Closed AzAgarampur closed 1 year ago

AzAgarampur commented 3 years ago

Hey there, I wanted to know if you have any more information about the handler for int 20h that you patch? Your code comments (and other sources) mention that it triggers PatchGuard to "run a verification check." Naturally, I wanted to see how it works by simply making a function that contains

Test20 PROC
    int 20h
    ret
Test20 ENDP

I didn't expect this to "succeed" - it didn't. It seems like nt!KiSwInterruptDispatch+0x27 and the instruction test dword ptr [rdi+994h],100000h is obviously the culprit, as rdi was 0. I want to know if you know anything more about this interrupt, such as parameters and stuff? I'm assuming that you'll need a PatchGuard context before issuing the interrupt, but I've heard that some anti-cheat for example, like Vanguard, use this interrupt. Do you have any ideas about how they do it?

Mattiwatti commented 3 years ago

I can't quite remember how I tested this, but as I recall, I allocated a big chunk of pool memory to represent a PatchGuard context, zeroed it and then set the flag at +0x994 to 0x100000. Then I simply patched KiSwInterruptDispatch to make rdi contain my PatchGuard context instead of the actual kernel PatchGuard one.

Clearly this is not how Vanguard does it, as patching a kernel function to test PatchGuard is a pretty good (and ironic) way to set off PatchGuard. I never investigated further than the above after I found that simply removing the call to KiSwInterruptDispatch from the interrupt handler sufficed.

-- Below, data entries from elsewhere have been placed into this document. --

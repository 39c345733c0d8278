use serde::{Deserialize, Serialize};

use crate::types::{FaxConfiguration, FaxLogCategory, FaxTapiLocationInfo};

/// Opnum 22: fetch the server configuration.
#[derive(Debug, Clone, PartialEq, Eq, Default, Serialize, Deserialize)]
pub struct GetConfigurationRequest {}

#[derive(Debug, Clone, PartialEq, Eq, Default, Serialize, Deserialize)]
pub struct GetConfigurationResponse {
    pub configuration: FaxConfiguration,
}

/// Opnum 23: replace the server configuration.
#[derive(Debug, Clone, PartialEq, Eq, Default, Serialize, Deserialize)]
pub struct SetConfigurationRequest {
    pub configuration: FaxConfiguration,
}

#[derive(Debug, Clone, PartialEq, Eq, Default, Serialize, Deserialize)]
pub struct SetConfigurationResponse {}

/// Opnum 24: fetch event logging categories.
#[derive(Debug, Clone, PartialEq, Eq, Default, Serialize, Deserialize)]
pub struct GetLoggingCategoriesRequest {}

#[derive(Debug, Clone, PartialEq, Eq, Default, Serialize, Deserialize)]
pub struct GetLoggingCategoriesResponse {
    pub categories: Vec<FaxLogCategory>,
}

/// Opnum 25: replace event logging categories.
#[derive(Debug, Clone, PartialEq, Eq, Default, Serialize, Deserialize)]
pub struct SetLoggingCategoriesRequest {
    pub categories: Vec<FaxLogCategory>,
}

#[derive(Debug, Clone, PartialEq, Eq, Default, Serialize, Deserialize)]
pub struct SetLoggingCategoriesResponse {}

/// Opnum 26: fetch telephony dialing locations.
#[derive(Debug, Clone, PartialEq, Eq, Default, Serialize, Deserialize)]
pub struct GetTapiLocationsRequest {}

#[derive(Debug, Clone, PartialEq, Eq, Default, Serialize, Deserialize)]
pub struct GetTapiLocationsResponse {
    pub locations: FaxTapiLocationInfo,
}

/// Opnum 27: replace telephony dialing locations.
#[derive(Debug, Clone, PartialEq, Eq, Default, Serialize, Deserialize)]
pub struct SetTapiLocationsRequest {
    pub locations: FaxTapiLocationInfo,
}

#[derive(Debug, Clone, PartialEq, Eq, Default, Serialize, Deserialize)]
pub struct SetTapiLocationsResponse {}

/// Opnum 28: list messaging profiles available for inbound routing.
#[derive(Debug, Clone, PartialEq, Eq, Default, Serialize, Deserialize)]
pub struct GetMapiProfilesRequest {}

#[derive(Debug, Clone, PartialEq, Eq, Default, Serialize, Deserialize)]
pub struct GetMapiProfilesResponse {
    pub profiles: Vec<String>,
}
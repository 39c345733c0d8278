//! # Faxobs Server
//!
//! Reference faxobs server keeping its state in memory, plus the pieces the
//! `faxobs-server` binary is assembled from:
//!
//! - [`config`]: TOML configuration
//! - [`memory`]: [`MemoryFaxServer`], the [`FaxobsServer`](msrpc_faxobs::FaxobsServer) implementation
//! - [`replay`]: stdin call replay against a registry

pub mod config;
pub mod memory;
pub mod replay;

pub use config::{ConfigError, ServerConfig, ServerSettings};
pub use memory::MemoryFaxServer;
pub use replay::{ReplayCall, ReplayError, ReplayStats};
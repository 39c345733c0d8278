//! Fallback server and registry binding.

use std::sync::Arc;

use async_trait::async_trait;
use msrpc_dispatch::{
    CallContext, CallOutcome, DispatchError, Registry, RegistryError, Status, StubCodec, SyntaxId,
};
use msrpc_faxobs::*;
use tracing_test::traced_test;

#[tokio::test]
async fn test_fallback_rejects_every_routable_opnum() {
    let dispatcher = FaxobsDispatcher::new(Arc::new(UnimplementedFaxobsServer));
    let codec = StubCodec::new();

    for &(opnum, name) in OPERATIONS {
        let stub = zeroed_stub_for(opnum);
        let dispatched = dispatcher
            .dispatch(&CallContext::new(), opnum, &stub)
            .await
            .unwrap_or_else(|err| panic!("{} failed to dispatch: {}", name, err))
            .unwrap();

        assert_eq!(dispatched.status, Status::CALL_NOT_IMPLEMENTED, "{}", name);
        let reply = dispatched.operation.encode_response(&codec).unwrap();
        assert!(!reply.is_empty());
    }
}

#[tokio::test]
async fn test_fallback_ignores_unroutable_opnums() {
    let dispatcher = FaxobsDispatcher::new(Arc::new(UnimplementedFaxobsServer));

    for opnum in [RESERVED_OPNUM, MAX_OPNUM + 1, 1000] {
        let result = dispatcher.dispatch(&CallContext::new(), opnum, &[]).await.unwrap();
        assert!(result.is_none(), "opnum {}", opnum);
    }
}

#[tokio::test]
async fn test_partial_server_keeps_fallback_for_the_rest() {
    struct VersionOnly;

    #[async_trait]
    impl FaxobsServer for VersionOnly {
        async fn get_version(
            &self,
            _ctx: &CallContext,
            _req: GetVersionRequest,
        ) -> Result<GetVersionResponse, Status> {
            Ok(GetVersionResponse {
                version: FaxVersion::new(4, 0),
            })
        }
    }

    let dispatcher = FaxobsDispatcher::new(Arc::new(VersionOnly));

    let version = dispatcher.dispatch(&CallContext::new(), 1, &[]).await.unwrap().unwrap();
    assert!(version.is_success());

    let jobs = dispatcher.dispatch(&CallContext::new(), 7, &[]).await.unwrap().unwrap();
    assert_eq!(jobs.status, Status::CALL_NOT_IMPLEMENTED);
}

#[tokio::test]
#[traced_test]
async fn test_registry_routes_to_faxobs() {
    let mut registry = Registry::new();
    register_faxobs_server(&mut registry, Arc::new(UnimplementedFaxobsServer)).unwrap();

    assert!(registry.is_registered(&FAXOBS_SYNTAX_V4_0));
    assert!(logs_contain("registered server"));

    let outcome = registry
        .call(&CallContext::new(), &FAXOBS_SYNTAX_V4_0, 2, &[])
        .await
        .unwrap();
    match outcome {
        CallOutcome::Reply { status, stub } => {
            assert_eq!(status, Status::CALL_NOT_IMPLEMENTED);
            let reply = StubCodec::new()
                .decode_reply::<GetInstallTypeResponse>(&stub)
                .unwrap();
            assert_eq!(reply.response, GetInstallTypeResponse::default());
            assert_eq!(reply.status, Status::CALL_NOT_IMPLEMENTED);
        }
        CallOutcome::NoReply => panic!("expected a reply"),
    }

    let outcome = registry
        .call(&CallContext::new(), &FAXOBS_SYNTAX_V4_0, RESERVED_OPNUM, &[1, 2, 3])
        .await
        .unwrap();
    assert_eq!(outcome, CallOutcome::NoReply);
}

#[test]
fn test_second_registration_rejected() {
    let mut registry = Registry::new();
    register_faxobs_server(&mut registry, Arc::new(UnimplementedFaxobsServer)).unwrap();

    let err = register_faxobs_server(&mut registry, Arc::new(UnimplementedFaxobsServer)).unwrap_err();
    assert_eq!(err, RegistryError::AlreadyRegistered(FAXOBS_SYNTAX_V4_0));
    assert_eq!(registry.registered_syntaxes(), vec![FAXOBS_SYNTAX_V4_0]);
}

#[tokio::test]
async fn test_other_versions_are_not_bound() {
    let mut registry = Registry::new();
    register_faxobs_server(&mut registry, Arc::new(UnimplementedFaxobsServer)).unwrap();

    let v4_1 = SyntaxId::new(FAXOBS_UUID, 4, 1);
    let err = registry
        .call(&CallContext::new(), &v4_1, 1, &[])
        .await
        .unwrap_err();
    assert!(matches!(err, DispatchError::UnknownInterface(syntax) if syntax == v4_1));
}

#[test]
fn test_interface_identity() {
    assert_eq!(
        FAXOBS_UUID.to_string(),
        "ea0a3165-4834-11d2-a6f8-00c04fa346cc"
    );
    assert_eq!(FAXOBS_SYNTAX_V4_0.if_version.major, 4);
    assert_eq!(FAXOBS_SYNTAX_V4_0.if_version.minor, 0);
}

#[tokio::test]
async fn test_cancellation_is_visible_to_handlers() {
    struct Cancellable;

    #[async_trait]
    impl FaxobsServer for Cancellable {
        async fn enum_ports(
            &self,
            ctx: &CallContext,
            _req: EnumPortsRequest,
        ) -> Result<EnumPortsResponse, Status> {
            if ctx.is_cancelled() {
                return Err(Status::CANCELLED);
            }
            Ok(EnumPortsResponse::default())
        }
    }

    let dispatcher = FaxobsDispatcher::new(Arc::new(Cancellable));
    let ctx = CallContext::new();
    ctx.cancellation().cancel();

    let dispatched = dispatcher.dispatch(&ctx, 13, &[]).await.unwrap().unwrap();
    assert_eq!(dispatched.status, Status::CANCELLED);
}

/// Default request of `opnum`, encoded.
fn zeroed_stub_for(opnum: u16) -> Vec<u8> {
    let codec = StubCodec::new();
    let encoded = match opnum {
        0 => codec.encode_request(&ConnectionReferenceCountRequest::default()),
        3 => codec.encode_request(&OpenPortRequest::default()),
        4 => codec.encode_request(&ClosePortRequest::default()),
        5 => codec.encode_request(&SendDocumentRequest::default()),
        6 => codec.encode_request(&GetQueueFileNameRequest::default()),
        8 => codec.encode_request(&GetJobRequest::default()),
        9 => codec.encode_request(&SetJobRequest::default()),
        10 => codec.encode_request(&GetPageDataRequest::default()),
        11 => codec.encode_request(&GetDeviceStatusRequest::default()),
        12 => codec.encode_request(&AbortRequest::default()),
        14 => codec.encode_request(&GetPortRequest::default()),
        15 => codec.encode_request(&SetPortRequest::default()),
        16 => codec.encode_request(&EnumRoutingMethodsRequest::default()),
        17 => codec.encode_request(&EnableRoutingMethodRequest::default()),
        18 => codec.encode_request(&GetRoutingInfoRequest::default()),
        19 => codec.encode_request(&SetRoutingInfoRequest::default()),
        21 => codec.encode_request(&SetGlobalRoutingInfoRequest::default()),
        23 => codec.encode_request(&SetConfigurationRequest::default()),
        25 => codec.encode_request(&SetLoggingCategoriesRequest::default()),
        27 => codec.encode_request(&SetTapiLocationsRequest::default()),
        29 => codec.encode_request(&StartClientServerRequest::default()),
        31 => codec.encode_request(&GetSecurityDescriptorRequest::default()),
        32 => codec.encode_request(&SetSecurityDescriptorRequest::default()),
        34 => codec.encode_request(&AccessCheckRequest::default()),
        // Remaining operations take no arguments.
        _ => return Vec::new(),
    };
    encoded.unwrap().to_vec()
}
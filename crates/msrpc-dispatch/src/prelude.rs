//! # Dispatch Prelude
//!
//! Convenient re-exports for interface crates and server implementations.
//!
//! ```rust
//! use msrpc_dispatch::prelude::*;
//! ```

pub use crate::codec::{CodecError, Reply, StubCodec};
pub use crate::context::{CallContext, CancellationHandle};
pub use crate::error::{DispatchError, RegistryError};
pub use crate::operation::{Dispatched, Envelope, Operation, OperationKind};
pub use crate::server::{CallOutcome, Registry, ServerHandle};
pub use crate::status::Status;
pub use crate::syntax::{ContextHandle, SyntaxId, SyntaxVersion};
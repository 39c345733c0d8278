use serde::{Deserialize, Serialize};

use crate::types::{FaxHandle, FaxVersion};

/// `connect` value releasing a connection handle.
pub const DISCONNECT: u32 = 0;
/// `connect` value acquiring a connection handle.
pub const CONNECT: u32 = 1;

/// Opnum 0: connect to or disconnect from the server.
#[derive(Debug, Clone, PartialEq, Eq, Default, Serialize, Deserialize)]
pub struct ConnectionReferenceCountRequest {
    pub handle: FaxHandle,
    pub connect: u32,
}

#[derive(Debug, Clone, PartialEq, Eq, Default, Serialize, Deserialize)]
pub struct ConnectionReferenceCountResponse {
    pub handle: FaxHandle,
    /// Non-zero when the server allows the fax printer to be shared.
    pub can_share: u32,
}

/// Opnum 1: query the server version.
#[derive(Debug, Clone, PartialEq, Eq, Default, Serialize, Deserialize)]
pub struct GetVersionRequest {}

#[derive(Debug, Clone, PartialEq, Eq, Default, Serialize, Deserialize)]
pub struct GetVersionResponse {
    pub version: FaxVersion,
}

/// Opnum 2: query installation details.
#[derive(Debug, Clone, PartialEq, Eq, Default, Serialize, Deserialize)]
pub struct GetInstallTypeRequest {}

#[derive(Debug, Clone, PartialEq, Eq, Default, Serialize, Deserialize)]
pub struct GetInstallTypeResponse {
    pub install_type: u32,
    pub installed_platforms: u32,
    pub product_type: u32,
}

/// Opnum 29: ask the server to call back into a client-side notification
/// server.
#[derive(Debug, Clone, PartialEq, Eq, Default, Serialize, Deserialize)]
pub struct StartClientServerRequest {
    pub machine_name: String,
    pub client_name: String,
    pub context: u64,
}

#[derive(Debug, Clone, PartialEq, Eq, Default, Serialize, Deserialize)]
pub struct StartClientServerResponse {}
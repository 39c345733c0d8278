use serde::{Deserialize, Serialize};

use crate::types::{FaxJobEntry, FaxJobParam, JobCommand};

/// Opnum 5: queue a document for transmission.
#[derive(Debug, Clone, PartialEq, Eq, Default, Serialize, Deserialize)]
pub struct SendDocumentRequest {
    /// Name of a file previously obtained from `FaxObs_GetQueueFileName`.
    pub file_name: String,
    pub job_params: FaxJobParam,
}

#[derive(Debug, Clone, PartialEq, Eq, Default, Serialize, Deserialize)]
pub struct SendDocumentResponse {
    pub fax_job_id: u32,
}

/// Opnum 6: allocate a file name in the server queue directory.
#[derive(Debug, Clone, PartialEq, Eq, Default, Serialize, Deserialize)]
pub struct GetQueueFileNameRequest {
    /// Capacity of the client buffer in characters.
    pub file_name_size: u32,
}

#[derive(Debug, Clone, PartialEq, Eq, Default, Serialize, Deserialize)]
pub struct GetQueueFileNameResponse {
    pub file_name: String,
}

/// Opnum 7: enumerate queued jobs.
#[derive(Debug, Clone, PartialEq, Eq, Default, Serialize, Deserialize)]
pub struct EnumJobsRequest {}

#[derive(Debug, Clone, PartialEq, Eq, Default, Serialize, Deserialize)]
pub struct EnumJobsResponse {
    pub jobs: Vec<FaxJobEntry>,
}

/// Opnum 8: fetch one queued job.
#[derive(Debug, Clone, PartialEq, Eq, Default, Serialize, Deserialize)]
pub struct GetJobRequest {
    pub job_id: u32,
}

#[derive(Debug, Clone, PartialEq, Eq, Default, Serialize, Deserialize)]
pub struct GetJobResponse {
    pub job: FaxJobEntry,
}

/// Opnum 9: pause, resume, restart or delete a queued job.
#[derive(Debug, Clone, PartialEq, Eq, Default, Serialize, Deserialize)]
pub struct SetJobRequest {
    pub job_id: u32,
    pub command: JobCommand,
    pub job_entry: FaxJobEntry,
}

#[derive(Debug, Clone, PartialEq, Eq, Default, Serialize, Deserialize)]
pub struct SetJobResponse {}

/// Opnum 10: fetch the first page of a job as a TIFF image.
#[derive(Debug, Clone, PartialEq, Eq, Default, Serialize, Deserialize)]
pub struct GetPageDataRequest {
    pub job_id: u32,
}

#[derive(Debug, Clone, PartialEq, Eq, Default, Serialize, Deserialize)]
pub struct GetPageDataResponse {
    pub buffer: Vec<u8>,
    pub image_width: u32,
    pub image_height: u32,
}

/// Opnum 12: abort a job.
#[derive(Debug, Clone, PartialEq, Eq, Default, Serialize, Deserialize)]
pub struct AbortRequest {
    pub job_id: u32,
}

#[derive(Debug, Clone, PartialEq, Eq, Default, Serialize, Deserialize)]
pub struct AbortResponse {}
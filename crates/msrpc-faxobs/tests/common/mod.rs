#![allow(dead_code)]

use std::sync::Mutex;

use async_trait::async_trait;
use msrpc_dispatch::{CallContext, ContextHandle, OperationKind, Status};
use msrpc_faxobs::ops;
use msrpc_faxobs::*;
use uuid::Uuid;

/// Invokes `$callback!` with every routable operation as
/// `opnum Kind method;` triples.
macro_rules! for_each_operation {
    ($callback:ident) => {
        $callback! {
            0 ConnectionReferenceCount connection_reference_count;
            1 GetVersion get_version;
            2 GetInstallType get_install_type;
            3 OpenPort open_port;
            4 ClosePort close_port;
            5 SendDocument send_document;
            6 GetQueueFileName get_queue_file_name;
            7 EnumJobs enum_jobs;
            8 GetJob get_job;
            9 SetJob set_job;
            10 GetPageData get_page_data;
            11 GetDeviceStatus get_device_status;
            12 Abort abort;
            13 EnumPorts enum_ports;
            14 GetPort get_port;
            15 SetPort set_port;
            16 EnumRoutingMethods enum_routing_methods;
            17 EnableRoutingMethod enable_routing_method;
            18 GetRoutingInfo get_routing_info;
            19 SetRoutingInfo set_routing_info;
            20 EnumGlobalRoutingInfo enum_global_routing_info;
            21 SetGlobalRoutingInfo set_global_routing_info;
            22 GetConfiguration get_configuration;
            23 SetConfiguration set_configuration;
            24 GetLoggingCategories get_logging_categories;
            25 SetLoggingCategories set_logging_categories;
            26 GetTapiLocations get_tapi_locations;
            27 SetTapiLocations set_tapi_locations;
            28 GetMapiProfiles get_mapi_profiles;
            29 StartClientServer start_client_server;
            31 GetSecurityDescriptor get_security_descriptor;
            32 SetSecurityDescriptor set_security_descriptor;
            33 GetSecurityDescriptorCount get_security_descriptor_count;
            34 AccessCheck access_check;
        }
    };
}

/// Sample response for an operation, distinct from the zero value wherever
/// the response has fields.
pub trait Fixture: Sized {
    fn fixture() -> Self;
}

/// Test double recording every invoked method by opnum.
#[derive(Default)]
pub struct RecordingServer {
    calls: Mutex<Vec<u16>>,
    fail_with: Option<Status>,
}

impl RecordingServer {
    pub fn new() -> Self {
        Self::default()
    }

    /// Every method records its call and then fails with `status`.
    pub fn failing(status: Status) -> Self {
        Self {
            calls: Mutex::new(Vec::new()),
            fail_with: Some(status),
        }
    }

    pub fn calls(&self) -> Vec<u16> {
        self.calls.lock().unwrap().clone()
    }

    pub fn call_count(&self) -> usize {
        self.calls.lock().unwrap().len()
    }

    fn record(&self, opnum: u16) -> Result<(), Status> {
        self.calls.lock().unwrap().push(opnum);
        match self.fail_with {
            Some(status) => Err(status),
            None => Ok(()),
        }
    }
}

macro_rules! recording_server {
    ($($opnum:literal $kind:ident $method:ident;)*) => {
        #[async_trait]
        impl FaxobsServer for RecordingServer {
            $(
                async fn $method(
                    &self,
                    _ctx: &CallContext,
                    _req: <ops::$kind as OperationKind>::Request,
                ) -> Result<<ops::$kind as OperationKind>::Response, Status> {
                    self.record($opnum)?;
                    Ok(Fixture::fixture())
                }
            )*
        }
    };
}

for_each_operation!(recording_server);

fn handle(seed: u128) -> ContextHandle {
    ContextHandle {
        attributes: 0,
        uuid: Uuid::from_u128(seed),
    }
}

fn job_entry() -> FaxJobEntry {
    FaxJobEntry {
        job_id: 42,
        user_name: "alice".to_string(),
        job_type: job_type::SEND,
        queue_status: queue_status::PAUSED,
        page_count: 3,
        recipient_number: "+61 2 5550 1234".to_string(),
        document_name: "invoice.tif".to_string(),
        ..Default::default()
    }
}

fn port_info() -> FaxPortInfo {
    FaxPortInfo {
        device_id: 7,
        rings: 2,
        priority: 1,
        device_name: "Modem 7".to_string(),
        tsid: "FAX-7".to_string(),
        csid: "FAX-7".to_string(),
        ..Default::default()
    }
}

macro_rules! empty_fixtures {
    ($($response:ty),* $(,)?) => {
        $(impl Fixture for $response {
            fn fixture() -> Self {
                Self::default()
            }
        })*
    };
}

empty_fixtures!(
    SetJobResponse,
    AbortResponse,
    SetPortResponse,
    EnableRoutingMethodResponse,
    SetRoutingInfoResponse,
    SetGlobalRoutingInfoResponse,
    SetConfigurationResponse,
    SetLoggingCategoriesResponse,
    SetTapiLocationsResponse,
    StartClientServerResponse,
    SetSecurityDescriptorResponse,
);

impl Fixture for ConnectionReferenceCountResponse {
    fn fixture() -> Self {
        Self {
            handle: FaxHandle(handle(1)),
            can_share: 1,
        }
    }
}

impl Fixture for GetVersionResponse {
    fn fixture() -> Self {
        Self {
            version: FaxVersion::new(4, 0),
        }
    }
}

impl Fixture for GetInstallTypeResponse {
    fn fixture() -> Self {
        Self {
            install_type: install::SERVER,
            installed_platforms: install::PLATFORM_X86,
            product_type: install::PRODUCT_SERVER,
        }
    }
}

impl Fixture for OpenPortResponse {
    fn fixture() -> Self {
        Self {
            port: PortHandle(handle(2)),
        }
    }
}

impl Fixture for ClosePortResponse {
    fn fixture() -> Self {
        Self {
            port: PortHandle(handle(3)),
        }
    }
}

impl Fixture for SendDocumentResponse {
    fn fixture() -> Self {
        Self { fax_job_id: 42 }
    }
}

impl Fixture for GetQueueFileNameResponse {
    fn fixture() -> Self {
        Self {
            file_name: "C:\\FaxQueue\\00000042.tif".to_string(),
        }
    }
}

impl Fixture for EnumJobsResponse {
    fn fixture() -> Self {
        Self {
            jobs: vec![job_entry(), FaxJobEntry { job_id: 43, ..job_entry() }],
        }
    }
}

impl Fixture for GetJobResponse {
    fn fixture() -> Self {
        Self { job: job_entry() }
    }
}

impl Fixture for GetPageDataResponse {
    fn fixture() -> Self {
        Self {
            buffer: vec![0x49, 0x49, 0x2a, 0x00],
            image_width: 1728,
            image_height: 2200,
        }
    }
}

impl Fixture for GetDeviceStatusResponse {
    fn fixture() -> Self {
        Self {
            status: FaxDeviceStatus {
                device_id: 7,
                device_name: "Modem 7".to_string(),
                current_page: 2,
                total_pages: 3,
                status_string: "Sending".to_string(),
                ..Default::default()
            },
        }
    }
}

impl Fixture for EnumPortsResponse {
    fn fixture() -> Self {
        Self {
            ports: vec![port_info()],
        }
    }
}

impl Fixture for GetPortResponse {
    fn fixture() -> Self {
        Self {
            port_info: port_info(),
        }
    }
}

impl Fixture for EnumRoutingMethodsResponse {
    fn fixture() -> Self {
        Self {
            methods: vec![FaxRoutingMethod {
                device_id: 7,
                enabled: true,
                guid: "{6bbf7bfe-9af2-11d0-abf7-00c04fd91a4e}".to_string(),
                friendly_name: "Print".to_string(),
                ..Default::default()
            }],
        }
    }
}

impl Fixture for GetRoutingInfoResponse {
    fn fixture() -> Self {
        Self {
            routing_info: b"\\\\printserver\\fax".to_vec(),
        }
    }
}

impl Fixture for EnumGlobalRoutingInfoResponse {
    fn fixture() -> Self {
        Self {
            routing_info: vec![FaxGlobalRoutingInfo {
                priority: 1,
                guid: "{6bbf7bfe-9af2-11d0-abf7-00c04fd91a4e}".to_string(),
                friendly_name: "Print".to_string(),
                ..Default::default()
            }],
        }
    }
}

impl Fixture for GetConfigurationResponse {
    fn fixture() -> Self {
        Self {
            configuration: FaxConfiguration {
                retries: 3,
                retry_delay: 10,
                dirty_days: 30,
                branding: true,
                start_cheap_time: FaxTime { hour: 20, minute: 0 },
                stop_cheap_time: FaxTime { hour: 7, minute: 0 },
                archive_directory: "C:\\FaxArchive".to_string(),
                ..Default::default()
            },
        }
    }
}

impl Fixture for GetLoggingCategoriesResponse {
    fn fixture() -> Self {
        Self {
            categories: vec![FaxLogCategory {
                name: "Outbound".to_string(),
                category: 2,
                level: 1,
            }],
        }
    }
}

impl Fixture for GetTapiLocationsResponse {
    fn fixture() -> Self {
        Self {
            locations: FaxTapiLocationInfo {
                current_location_id: 1,
                locations: vec![FaxTapiLocation {
                    permanent_location_id: 1,
                    location_name: "Office".to_string(),
                    country_code: 61,
                    area_code: 2,
                    ..Default::default()
                }],
            },
        }
    }
}

impl Fixture for GetMapiProfilesResponse {
    fn fixture() -> Self {
        Self {
            profiles: vec!["Outlook".to_string(), "Fax Inbox".to_string()],
        }
    }
}

impl Fixture for GetSecurityDescriptorResponse {
    fn fixture() -> Self {
        Self {
            security_descriptor: vec![1, 0, 4, 0x80],
        }
    }
}

impl Fixture for GetSecurityDescriptorCountResponse {
    fn fixture() -> Self {
        Self { count: 1 }
    }
}

impl Fixture for AccessCheckResponse {
    fn fixture() -> Self {
        Self { has_access: true }
    }
}
//! Line-oriented call replay.
//!
//! Each input line carries one call, `<opnum> <hex stub>`, and produces one
//! output line: `<status> <hex reply>` when the call was answered, `noreply`
//! for unroutable opnums, or `error <message>` when the line or the call
//! failed. Blank lines and lines starting with `#` are skipped.

use msrpc_dispatch::{CallContext, CallOutcome, CancellationHandle, Registry, SyntaxId};
use thiserror::Error;
use tokio::io::{AsyncBufRead, AsyncBufReadExt, AsyncWrite, AsyncWriteExt};
use tracing::{debug, warn};

#[derive(Debug, Error, PartialEq)]
pub enum ReplayError {
    #[error("invalid opnum '{0}'")]
    InvalidOpnum(String),

    #[error("invalid stub: {0}")]
    InvalidStub(#[from] hex::FromHexError),

    #[error("line is not valid UTF-8: {0}")]
    InvalidUtf8(#[from] std::string::FromUtf8Error),
}

/// One parsed input line.
#[derive(Debug, Clone, PartialEq, Eq)]
pub struct ReplayCall {
    pub opnum: u16,
    pub stub: Vec<u8>,
}

/// Counters reported when the input is exhausted.
#[derive(Debug, Clone, Copy, Default, PartialEq, Eq)]
pub struct ReplayStats {
    pub replies: usize,
    pub no_replies: usize,
    pub errors: usize,
}

impl ReplayStats {
    pub fn calls(&self) -> usize {
        self.replies + self.no_replies + self.errors
    }
}

/// Parse one raw input line, terminator included.
pub fn parse_raw_line(raw: Vec<u8>) -> Result<Option<ReplayCall>, ReplayError> {
    let line = String::from_utf8(raw)?;
    parse_line(&line)
}

/// Parse a single input line. `Ok(None)` for lines that carry no call.
pub fn parse_line(line: &str) -> Result<Option<ReplayCall>, ReplayError> {
    let line = line.trim();
    if line.is_empty() || line.starts_with('#') {
        return Ok(None);
    }
    let (opnum, stub) = line.split_once(char::is_whitespace).unwrap_or((line, ""));
    let opnum = opnum
        .parse()
        .map_err(|_| ReplayError::InvalidOpnum(opnum.to_string()))?;
    let stub = hex::decode(stub.trim())?;
    Ok(Some(ReplayCall { opnum, stub }))
}

pub fn format_outcome(outcome: &CallOutcome) -> String {
    match outcome {
        CallOutcome::Reply { status, stub } => format!("{} {}", status.code(), hex::encode(stub)),
        CallOutcome::NoReply => "noreply".to_string(),
    }
}

/// Replay every call read from `input` against `syntax`, writing one line
/// per call to `output`.
///
/// Stops at end of input or once `shutdown` is cancelled. Calls share the
/// shutdown handle, so handlers observe it as call cancellation.
pub async fn run<R, W>(
    registry: &Registry,
    syntax: SyntaxId,
    mut input: R,
    mut output: W,
    shutdown: &CancellationHandle,
) -> std::io::Result<ReplayStats>
where
    R: AsyncBufRead + Unpin,
    W: AsyncWrite + Unpin,
{
    let mut stats = ReplayStats::default();

    loop {
        let mut buf = Vec::new();
        let read = tokio::select! {
            biased;
            _ = shutdown.cancelled() => {
                debug!("replay interrupted");
                break;
            }
            read = input.read_until(b'\n', &mut buf) => read?,
        };
        if read == 0 {
            break;
        }

        let call = match parse_raw_line(buf) {
            Ok(Some(call)) => call,
            Ok(None) => continue,
            Err(err) => {
                warn!(error = %err, "skipping malformed line");
                stats.errors += 1;
                output.write_all(format!("error {}\n", err).as_bytes()).await?;
                continue;
            }
        };

        let ctx = CallContext::with_cancellation(shutdown.clone()).with_syntax(syntax);
        let reply = match registry.call(&ctx, &syntax, call.opnum, &call.stub).await {
            Ok(outcome) => {
                match outcome {
                    CallOutcome::Reply { .. } => stats.replies += 1,
                    CallOutcome::NoReply => stats.no_replies += 1,
                }
                format_outcome(&outcome)
            }
            Err(err) => {
                warn!(call_id = ctx.call_id, opnum = call.opnum, error = %err, "call failed");
                stats.errors += 1;
                format!("error {}", err)
            }
        };
        output.write_all(reply.as_bytes()).await?;
        output.write_all(b"\n").await?;
    }

    output.flush().await?;
    Ok(stats)
}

Perhaps a Riot employee would care to elaborate? :smile:

NB: I inspected registers on return from the interrupt and there was nothing of note to find. So that this is a "verification call" is only my speculation and may be wrong. It could also simply be a way to check if PatchGuard is initialized, or an easter egg, or... I don't know.

AzAgarampur commented 3 years ago

Hmm this sounds interesting. I'll see what happens when I try it out. However, before I issue the int 20h I'll do something like modify PsLoadedModuleList and hide a driver or something and then issue int 20h and see if it bugchecks with code 0x109. I think that'd be a pretty good sign that this is actually a verification routine or if it just does something else.